**WORK REQUEST:** All of the data needs to be reproduced with no alterations.

**DATA PROVIDED:**
*** Begin section ***
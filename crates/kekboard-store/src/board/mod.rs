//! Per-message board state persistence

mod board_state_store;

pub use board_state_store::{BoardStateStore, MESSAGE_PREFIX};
*** End section ***
**TASK OUTPUT:**
filename crates/kekboard-store/src/board/mod.rs
//! Per-message board state persistence

mod board_state_store;

pub use board_state_store::{BoardStateStore, MESSAGE_PREFIX};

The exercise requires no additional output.